Deep pocket is an American slang term; it usually means "extensive financial wealth or resources". It is typically used in reference to big companies or organizations (e.g. the American tobacco companies have "deep pockets"), although it can be used in reference to wealthy individuals (e.g., Bill Gates, Warren Buffett).

In the context of a lawsuit, the deep pocket is often the target defendant, even when the true (moral) culpability is with another party because the deep pocket has money to pay a verdict. For example, a lawyer may comment that they sued the manufacturer of a product rather than the seller because the manufacturer has the deep pockets, meaning it has more money than the seller with which to compensate the victim and profit the attorney.

==Deep pocket as a slang term==
The term “deep pockets” (also given as “deep pocket” and “deep pocketed") is attested sparsely in the 1940s through the 1960s, but became popular with the litigation explosion of the 1970s.

A person with “short arms and deep pockets” is a person (sometimes derided as “miserly” or “cheap") who saves money and doesn't often spend it. The term “short arms and deep/long pockets” is cited in print from at least 1952.

In Ireland, this phrase was attached to a wealthy businessman from Tipperary who, upon his round of drinks, would break his glass on the floor, knowing the owner of the pub would ask him to leave. This was also called the “O’Shea Fiddle”.

==Deep pocket in law and economics==
Deep pocket is a concept often used in the law and economics of tort law. It refers to the idea that the risk of an activity should be borne by a person who is in a relatively good position to handle it. This can be achieved by either spreading the risk over a large number of risk-bearers (usually by means of insurance), or by imposing it on a person who is relatively risk-neutral. The latter is often assumed to be the case for wealthy individuals or large corporations, who are referred to as having "deep pockets", since their wealth will not be affected very strongly if the risk materializes. For example, a deep-pocket argument might, among other arguments, be used to justify product liability, as producers with "deep pockets" will normally be better able to accommodate the risk of damages than individual consumers not endowed with "deep pockets".

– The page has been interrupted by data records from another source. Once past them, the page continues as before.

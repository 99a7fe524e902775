//! Decorator configuration.

use std::collections::hash_map::DefaultHasher;
use std::fmt;
use std::hash::{Hash, Hasher};
use std::sync::Arc;

use once_cell::sync::Lazy;
use parking_lot::Mutex;
use rand::rngs::StdRng;
use rand::{Rng, SeedableRng};
use serde::{Deserialize, Serialize};

/// How many container items a check visits.
#[derive(Debug, Clone, Copy, PartialEq, Eq, Hash, Serialize, Deserialize)]
#[serde(rename_all = "lowercase")]
pub enum SamplePolicy {
    /// One pseudo-randomly chosen item per container per call.
    One,
    /// Up to `n` consecutive items starting at a pseudo-random offset.
    Count(usize),
    /// Every item.
    Full,
}

impl Default for SamplePolicy {
    fn default() -> Self {
        Self::One
    }
}

impl SamplePolicy {
    /// Indices of a `len`-item container visited for the per-call `random`.
    ///
    /// Deterministic in `(len, random)`, so a failing check and the report
    /// explaining it visit the same items.
    pub fn indices(self, len: usize, random: u32) -> impl Iterator<Item = usize> {
        let count = match self {
            SamplePolicy::One => len.min(1),
            SamplePolicy::Count(n) => len.min(n),
            SamplePolicy::Full => len,
        };
        let start = match self {
            SamplePolicy::Full => 0,
            _ if len == 0 => 0,
            _ => random as usize % len,
        };
        (0..count).map(move |k| (start + k) % len)
    }

    /// Whether checks under this policy depend on the per-call random integer.
    pub fn is_random(self) -> bool {
        !matches!(self, SamplePolicy::Full)
    }
}

/// Source of the pseudo-random integer each wrapper call draws.
pub trait RandomSource: Send + Sync + fmt::Debug {
    /// Next 32-bit integer.
    fn next_u32(&self) -> u32;
}

/// A seeded `StdRng`.
#[derive(Debug)]
pub struct SeededSource {
    rng: Mutex<StdRng>,
}

impl SeededSource {
    /// Seeded from OS entropy.
    pub fn from_entropy() -> Self {
        Self { rng: Mutex::new(StdRng::from_entropy()) }
    }

    /// Seeded deterministically.
    pub fn with_seed(seed: u64) -> Self {
        Self { rng: Mutex::new(StdRng::seed_from_u64(seed)) }
    }
}

impl RandomSource for SeededSource {
    fn next_u32(&self) -> u32 {
        self.rng.lock().gen()
    }
}

/// Always returns the same integer; pins element selection in tests.
#[derive(Debug, Clone, Copy)]
pub struct FixedSource(pub u32);

impl RandomSource for FixedSource {
    fn next_u32(&self) -> u32 {
        self.0
    }
}

static PROCESS_SOURCE: Lazy<Arc<dyn RandomSource>> =
    Lazy::new(|| Arc::new(SeededSource::from_entropy()));

/// Shared handle to a [`RandomSource`]; defaults to a process-seeded RNG.
#[derive(Clone)]
pub struct IndexSource(Arc<dyn RandomSource>);

impl IndexSource {
    /// Wraps a random source.
    pub fn new(source: impl RandomSource + 'static) -> Self {
        Self(Arc::new(source))
    }

    /// Draws the next integer.
    pub fn next_u32(&self) -> u32 {
        self.0.next_u32()
    }

    fn identity(&self) -> usize {
        Arc::as_ptr(&self.0) as *const () as usize
    }
}

impl Default for IndexSource {
    fn default() -> Self {
        Self(Arc::clone(&PROCESS_SOURCE))
    }
}

impl fmt::Debug for IndexSource {
    fn fmt(&self, f: &mut fmt::Formatter<'_>) -> fmt::Result {
        write!(f, "IndexSource({:?})", self.0)
    }
}

/// Decorator configuration.
#[derive(Debug, Clone, Serialize, Deserialize)]
#[serde(default)]
pub struct Conf {
    /// When false, `float` also accepts `int` and `complex` accepts both.
    pub strict: bool,
    /// How many container items each check visits.
    pub sample: SamplePolicy,
    /// Warn about deprecated `typing` spellings such as `List[int]`.
    pub warn_on_deprecated_hints: bool,
    /// Keep the generated source and hint tree on the wrapper.
    pub is_debug: bool,
    /// Where per-call random integers come from.
    #[serde(skip)]
    pub index_source: IndexSource,
}

impl Default for Conf {
    fn default() -> Self {
        Self {
            strict: true,
            sample: SamplePolicy::default(),
            warn_on_deprecated_hints: true,
            is_debug: false,
            index_source: IndexSource::default(),
        }
    }
}

impl Conf {
    /// Default configuration with every container item checked.
    pub fn full() -> Self {
        Self { sample: SamplePolicy::Full, ..Self::default() }
    }

    /// Replaces the random source.
    pub fn with_index_source(mut self, source: impl RandomSource + 'static) -> Self {
        self.index_source = IndexSource::new(source);
        self
    }

    /// Fingerprint of the options that change generated checks.
    pub fn check_fingerprint(&self) -> u64 {
        let mut hasher = DefaultHasher::new();
        self.strict.hash(&mut hasher);
        self.sample.hash(&mut hasher);
        self.warn_on_deprecated_hints.hash(&mut hasher);
        hasher.finish()
    }

    /// Fingerprint of the whole configuration.
    pub fn fingerprint(&self) -> u64 {
        let mut hasher = DefaultHasher::new();
        self.check_fingerprint().hash(&mut hasher);
        self.is_debug.hash(&mut hasher);
        self.index_source.identity().hash(&mut hasher);
        hasher.finish()
    }
}

#[cfg(test)]
mod tests {
    use super::*;
    use pretty_assertions::assert_eq;

    #[test]
    fn test_sample_indices() {
        assert_eq!(SamplePolicy::One.indices(3, 7).collect::<Vec<_>>(), vec![1]);
        assert_eq!(SamplePolicy::One.indices(0, 7).count(), 0);
        assert_eq!(SamplePolicy::Count(2).indices(3, 2).collect::<Vec<_>>(), vec![2, 0]);
        assert_eq!(SamplePolicy::Count(5).indices(2, 0).count(), 2);
        assert_eq!(SamplePolicy::Full.indices(3, 99).collect::<Vec<_>>(), vec![0, 1, 2]);
    }

    #[test]
    fn test_conf_json() {
        let conf: Conf =
            serde_json::from_str(r#"{"strict": false, "sample": {"count": 3}}"#).unwrap();
        assert!(!conf.strict);
        assert_eq!(conf.sample, SamplePolicy::Count(3));
        assert!(conf.warn_on_deprecated_hints);

        let conf: Conf = serde_json::from_str(r#"{"sample": "full"}"#).unwrap();
        assert_eq!(conf.sample, SamplePolicy::Full);
    }

    #[test]
    fn test_fingerprints() {
        let a = Conf::default();
        let b = Conf::default();
        assert_eq!(a.fingerprint(), b.fingerprint());

        let debug = Conf { is_debug: true, ..Conf::default() };
        assert_eq!(a.check_fingerprint(), debug.check_fingerprint());
        assert_ne!(a.fingerprint(), debug.fingerprint());

        let pinned = Conf::default().with_index_source(FixedSource(0));
        assert_ne!(a.fingerprint(), pinned.fingerprint());
    }

    #[test]
    fn test_seeded_source_is_reproducible() {
        let a = SeededSource::with_seed(42);
        let b = SeededSource::with_seed(42);
        assert_eq!(a.next_u32(), b.next_u32());
    }
}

In 2014, the Supreme Court of Iowa labeled such legal theories deep pocket jurisprudence. A review found four types of application:
- Innovator liability holds an inventor of a product liable for the harms caused when others independently manufacture the same product.
- Governments may sue manufacturers and anyone in the supply chain, holding them broadly liable for harms caused by independent misuse or abuse of a product.
- Businesses may be held liable for harms caused by employees of independent contractors.
- When the true party at fault for misusing a product is unable to pay for harms they caused, the manufacturer may be held liable on a speculative theory of the product design contributing to a mishap.

A variation on the term refers to the special subtype of frivolous litigation where plaintiffs target wealthy or corporate defendants for little other reason than them having high resources. These cases involve plaintiffs who have suffered genuine damages, but what is considered the "true" culpability lies squarely with an individual or small entity who has very little money that could be collected if the suit was won. Instead, the plaintiff targets the nearest marginally related large corporation or wealthy defendant, often with a weak accusation of negligence. A popular example is a person being shot by a criminal, and suing the manufacturer of the firearm instead of their attacker. Sometimes legislation is passed to prevent such lawsuits, such as the Protection of Lawful Commerce in Arms Act.

==See also==
- Judgment proofing, a maneuver in which a "deep pocket" positions wealth to escape liability.
- Lady Justice, whose blindfold represents no bias for a claimant's status, such as wealth or poverty.
- Safe harbor laws and regulations, which provide immunity from liability for compliant products and practices.